Problem to work on: Your answer should consist of all lines in the listing that hold the word "impl".

- - - - -

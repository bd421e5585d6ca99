//! Error types for content resolution
//!
//! Fetch errors are scoped to one key: they are recorded on that cache slot,
//! surfaced to the caller, and never touch other entries.

use crate::types::CacheKey;

/// Errors reported by a content generator
#[derive(Debug, Clone, PartialEq, Eq, thiserror::Error)]
pub enum GenerateError {
    /// The request never got an answer
    #[error("transport error: {0}")]
    Transport(String),

    /// The generator answered with an error
    #[error("generator rejected request: {0}")]
    Rejected(String),

    /// The answer could not be understood
    #[error("invalid response: {0}")]
    InvalidResponse(String),
}

impl GenerateError {
    /// Check if the same request may succeed later
    #[inline]
    #[must_use]
    pub fn is_retryable(&self) -> bool {
        matches!(self, Self::Transport(_))
    }
}

/// A fetch for one cache key failed
///
/// Cloneable: every caller waiting on the same in-flight fetch receives it.
#[derive(Debug, Clone, PartialEq, Eq, thiserror::Error)]
pub enum FetchError {
    /// Generator returned an error
    #[error("content generation failed for {key}: {source}")]
    Generation {
        /// Key being fetched
        key: CacheKey,
        /// Generator failure
        #[source]
        source: GenerateError,
    },

    /// The fetch task stopped before producing a result
    #[error("content fetch for {key} ended without a result")]
    Abandoned {
        /// Key being fetched
        key: CacheKey,
    },
}

impl FetchError {
    /// Create generation error for key
    pub fn generation(key: CacheKey, source: GenerateError) -> Self {
        Self::Generation { key, source }
    }

    /// Key the fetch was issued for
    #[must_use]
    pub fn key(&self) -> &CacheKey {
        match self {
            Self::Generation { key, .. } | Self::Abandoned { key } => key,
        }
    }
}

/// Errors from the selection flow
#[derive(Debug, Clone, PartialEq, Eq, thiserror::Error)]
pub enum ContentError {
    /// Fetch for the active selection failed
    #[error("fetch error: {0}")]
    Fetch(#[from] FetchError),

    /// Selected id is not part of the roadmap
    #[error("unknown node: '{0}'")]
    UnknownNode(String),

    /// Operation needs a selected node
    #[error("no node selected")]
    NoSelection,
}

impl ContentError {
    /// Check if re-selecting may succeed
    #[inline]
    #[must_use]
    pub fn is_retryable(&self) -> bool {
        matches!(self, Self::Fetch(_))
    }
}

/// Result type alias for content operations
pub type ContentResult<T> = Result<T, ContentError>;

#[cfg(test)]
mod tests {
    use super::*;
    use crate::types::Mode;

    #[test]
    fn fetch_error_names_key() {
        let key = CacheKey::new("rm1", "Intro", Mode::Story);
        let err = FetchError::generation(key.clone(), GenerateError::Transport("timeout".into()));

        assert_eq!(err.key(), &key);
        assert_eq!(
            err.to_string(),
            "content generation failed for rm1/Intro/story: transport error: timeout"
        );
    }

    #[test]
    fn error_conversions() {
        let key = CacheKey::new("rm1", "Intro", Mode::Deep);
        let err: ContentError = FetchError::Abandoned { key }.into();
        assert!(matches!(err, ContentError::Fetch(_)));
        assert!(err.is_retryable());
        assert!(!ContentError::UnknownNode("x".into()).is_retryable());
    }
}
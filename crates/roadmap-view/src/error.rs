//! Session-level errors

use roadmap_content::ContentError;
use roadmap_graph::GraphError;
use std::path::PathBuf;

/// Errors surfaced by a roadmap view
#[derive(Debug, thiserror::Error)]
pub enum ViewError {
    /// Flattening or layout failed; the roadmap cannot be shown
    #[error("graph error: {0}")]
    Graph(#[from] GraphError),

    /// Content for the selected node could not be resolved
    #[error("content error: {0}")]
    Content(#[from] ContentError),

    /// Snapshot document does not match the expected shape
    #[error("invalid snapshot: {0}")]
    Snapshot(#[from] serde_json::Error),

    /// Configuration could not be parsed
    #[error("invalid configuration: {0}")]
    Config(#[from] toml::de::Error),

    /// A file could not be read
    #[error("failed to read {path}: {source}")]
    Io {
        /// File being read
        path: PathBuf,
        /// Underlying failure
        #[source]
        source: std::io::Error,
    },
}

impl ViewError {
    /// Create I/O error for a path
    pub fn io(path: impl Into<PathBuf>, source: std::io::Error) -> Self {
        Self::Io {
            path: path.into(),
            source,
        }
    }

    /// True when the whole view is unusable, not just one node's content
    #[inline]
    #[must_use]
    pub fn is_structural(&self) -> bool {
        matches!(self, Self::Graph(_) | Self::Snapshot(_))
    }

    /// Check if retrying the same call may succeed
    #[inline]
    #[must_use]
    pub fn is_retryable(&self) -> bool {
        match self {
            Self::Content(err) => err.is_retryable(),
            _ => false,
        }
    }
}

/// Result type alias for view operations
pub type ViewResult<T> = Result<T, ViewError>;
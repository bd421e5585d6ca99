//! End-to-end tests of a roadmap view session
//!
//! Run with: cargo test -p roadmap-view --test session_tests

use pretty_assertions::assert_eq;
use roadmap_content::{ContentError, FetchState, MediaSet, Mode, Resolution};
use roadmap_graph::{GraphError, NodeStatus, RankDirection, RoadmapNode, RoadmapSnapshot};
use roadmap_test_utils::{
    nested_snapshot_json, sample_snapshot, sample_snapshot_json, ScriptedGenerator,
};
use roadmap_view::{RoadmapView, ViewConfig, ViewError};
use std::io::Write;
use std::sync::Arc;

fn open(generator: &ScriptedGenerator, config: ViewConfig) -> RoadmapView {
    RoadmapView::load("rm1", sample_snapshot(), Arc::new(generator.clone()), config).unwrap()
}

#[test]
fn snapshot_json_is_normalised_on_load() {
    let view = RoadmapView::from_json(
        "rm1",
        sample_snapshot_json(),
        Arc::new(ScriptedGenerator::new()),
        ViewConfig::default(),
    )
    .unwrap();

    let snapshot = view.snapshot();
    assert_eq!(snapshot.difficulty, "Hard");
    assert_eq!(snapshot.language, "English");
    assert_eq!(snapshot.roadmap[0].mastery_score, 95);
    assert_eq!(snapshot.roadmap[0].children[0].status, NodeStatus::Default);
    assert_eq!(snapshot.roadmap[0].children[0].mastery_score, 100);

    let layout = view.layout();
    assert_eq!(layout.node_count(), 4);
    assert_eq!(layout.rank_count, 2);
    assert_eq!(view.selection().context().difficulty, "Hard");
}

#[test]
fn structural_errors_abort_the_load() {
    let snapshot = RoadmapSnapshot::new(
        "Dup",
        vec![RoadmapNode::new("1", "A").with_child(RoadmapNode::new("1", "B"))],
    );
    let err = RoadmapView::load(
        "rm1",
        snapshot,
        Arc::new(ScriptedGenerator::new()),
        ViewConfig::default(),
    )
    .unwrap_err();

    assert!(err.is_structural());
    assert!(matches!(err, ViewError::Graph(GraphError::DuplicateNode { .. })));
}

#[test]
fn invalid_json_is_a_snapshot_error() {
    let err = RoadmapView::from_json(
        "rm1",
        r#"{"topic": "x"}"#,
        Arc::new(ScriptedGenerator::new()),
        ViewConfig::default(),
    )
    .unwrap_err();
    assert!(matches!(err, ViewError::Snapshot(_)));
}

#[test]
fn deep_snapshot_is_bounded_by_the_depth_cap() {
    let load = |depth: usize| {
        RoadmapView::from_json(
            "rm1",
            &nested_snapshot_json(depth),
            Arc::new(ScriptedGenerator::new()),
            ViewConfig::default(),
        )
    };

    let view = load(100).unwrap();
    assert_eq!(view.layout().rank_count, 100);

    let err = load(1_200).unwrap_err();
    assert!(matches!(
        err,
        ViewError::Graph(GraphError::MalformedTree { limit: 1000, .. })
    ));
}

#[test]
fn config_file_drives_layout() {
    let mut file = tempfile::NamedTempFile::new().unwrap();
    writeln!(file, "[layout]\ndirection = \"lr\"\n\n[content]\ndefault_mode = \"exam\"").unwrap();

    let config = ViewConfig::load(file.path()).unwrap();
    assert_eq!(config.layout.direction, RankDirection::LeftToRight);

    let view = open(&ScriptedGenerator::new(), config);
    let layout = view.layout();
    let root = layout.node("1").unwrap();
    let child = layout.node("1.1").unwrap();
    assert!(child.x > root.x);
    assert_eq!(view.selection().mode(), Mode::Exam);
}

#[test]
fn missing_config_file_is_io_error() {
    let err = ViewConfig::load("/nonexistent/roadmap-view.toml").unwrap_err();
    assert!(matches!(err, ViewError::Io { .. }));
}

#[tokio::test]
async fn browse_nodes_and_modes() {
    let media = MediaSet {
        images: vec!["https://img.example/ownership.png".into()],
        videos: Vec::new(),
    };
    let generator = ScriptedGenerator::new().with_media("Ownership", media.clone());
    let view = open(&generator, ViewConfig::default());

    view.select_node("1.2").await.unwrap();
    assert_eq!(view.display().content.unwrap().content, "Ownership (story)");

    view.set_mode(Mode::Deep).await.unwrap();
    let deep = view.display().content.unwrap();
    assert_eq!(deep.images, media.images);
    assert_eq!(generator.requests()[1].images_hint.as_ref(), Some(&media.images));

    view.select_node("2").await.unwrap();
    assert_eq!(view.display().content.unwrap().content, "Async (deep)");

    let back = view.select_node("1.2").await.unwrap();
    assert!(matches!(back, Resolution::Displayed { cached: true, .. }));
    assert_eq!(generator.calls(), 3);
}

#[tokio::test]
async fn unknown_node_is_a_content_error() {
    let view = open(&ScriptedGenerator::new(), ViewConfig::default());
    let err = view.select_node("42").await.unwrap_err();
    assert!(matches!(err, ViewError::Content(ContentError::UnknownNode(_))));
    assert!(!err.is_structural());
}

#[tokio::test]
async fn prefetch_warms_every_node() {
    let generator = ScriptedGenerator::new();
    let view = open(&generator, ViewConfig::default());

    let results = view.prefetch(Mode::Exam).await;
    assert_eq!(results.len(), 8);
    assert!(results.iter().all(|(_, r)| r.is_ok()));

    let key = view.selection().context().key("Functions", Mode::Exam);
    assert_eq!(
        view.selection().coordinator().fetch_state(&key),
        Some(FetchState::Ready)
    );

    view.set_mode(Mode::Exam).await.unwrap();
    let shown = view.select_node("1.1.2").await.unwrap();
    assert!(matches!(shown, Resolution::Displayed { cached: true, .. }));
    assert_eq!(generator.calls(), 8);
}
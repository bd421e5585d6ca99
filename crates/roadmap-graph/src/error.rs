//! Error types for roadmap flattening and layout
//!
//! Every variant here is structural: it aborts the whole roadmap load and no
//! partial layout is produced.

/// Structural errors raised while flattening or laying out a roadmap
#[derive(Debug, Clone, PartialEq, Eq, thiserror::Error)]
pub enum GraphError {
    /// The same node id appears more than once
    #[error("duplicate node id: '{id}'")]
    DuplicateNode {
        /// Repeated id
        id: String,
    },

    /// Nesting is deeper than the configured limit
    #[error("malformed tree: node '{id}' at depth {depth} exceeds the depth limit of {limit}")]
    MalformedTree {
        /// First node past the limit
        id: String,
        /// Its depth, roots at one
        depth: usize,
        /// Configured `max_depth`
        limit: usize,
    },

    /// The graph has no topological order
    #[error("cyclic graph: node '{node}' lies on a cycle")]
    CyclicGraph {
        /// A node on the cycle
        node: String,
    },

    /// An edge endpoint is not part of the node set
    #[error("edge references unknown node: '{id}'")]
    UnknownNode {
        /// Missing endpoint
        id: String,
    },
}

impl GraphError {
    /// Create duplicate node error
    pub fn duplicate(id: impl Into<String>) -> Self {
        Self::DuplicateNode { id: id.into() }
    }

    /// Create depth limit error
    pub fn too_deep(id: impl Into<String>, depth: usize, limit: usize) -> Self {
        Self::MalformedTree {
            id: id.into(),
            depth,
            limit,
        }
    }

    /// Create cycle error naming a node on the cycle
    pub fn cyclic(node: impl Into<String>) -> Self {
        Self::CyclicGraph { node: node.into() }
    }

    /// Node id the error is about
    #[must_use]
    pub fn node_id(&self) -> &str {
        match self {
            Self::DuplicateNode { id } | Self::MalformedTree { id, .. } | Self::UnknownNode { id } => id,
            Self::CyclicGraph { node } => node,
        }
    }
}

/// Result type alias for graph operations
pub type GraphResult<T> = Result<T, GraphError>;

- - - - -

Result below:
impl GenerateError {
impl FetchError {
impl ContentError {
impl ViewError {
    pub fn io(path: impl Into<PathBuf>, source: std::io::Error) -> Self {
impl GraphError {
    pub fn duplicate(id: impl Into<String>) -> Self {
    pub fn too_deep(id: impl Into<String>, depth: usize, limit: usize) -> Self {
    pub fn cyclic(node: impl Into<String>) -> Self {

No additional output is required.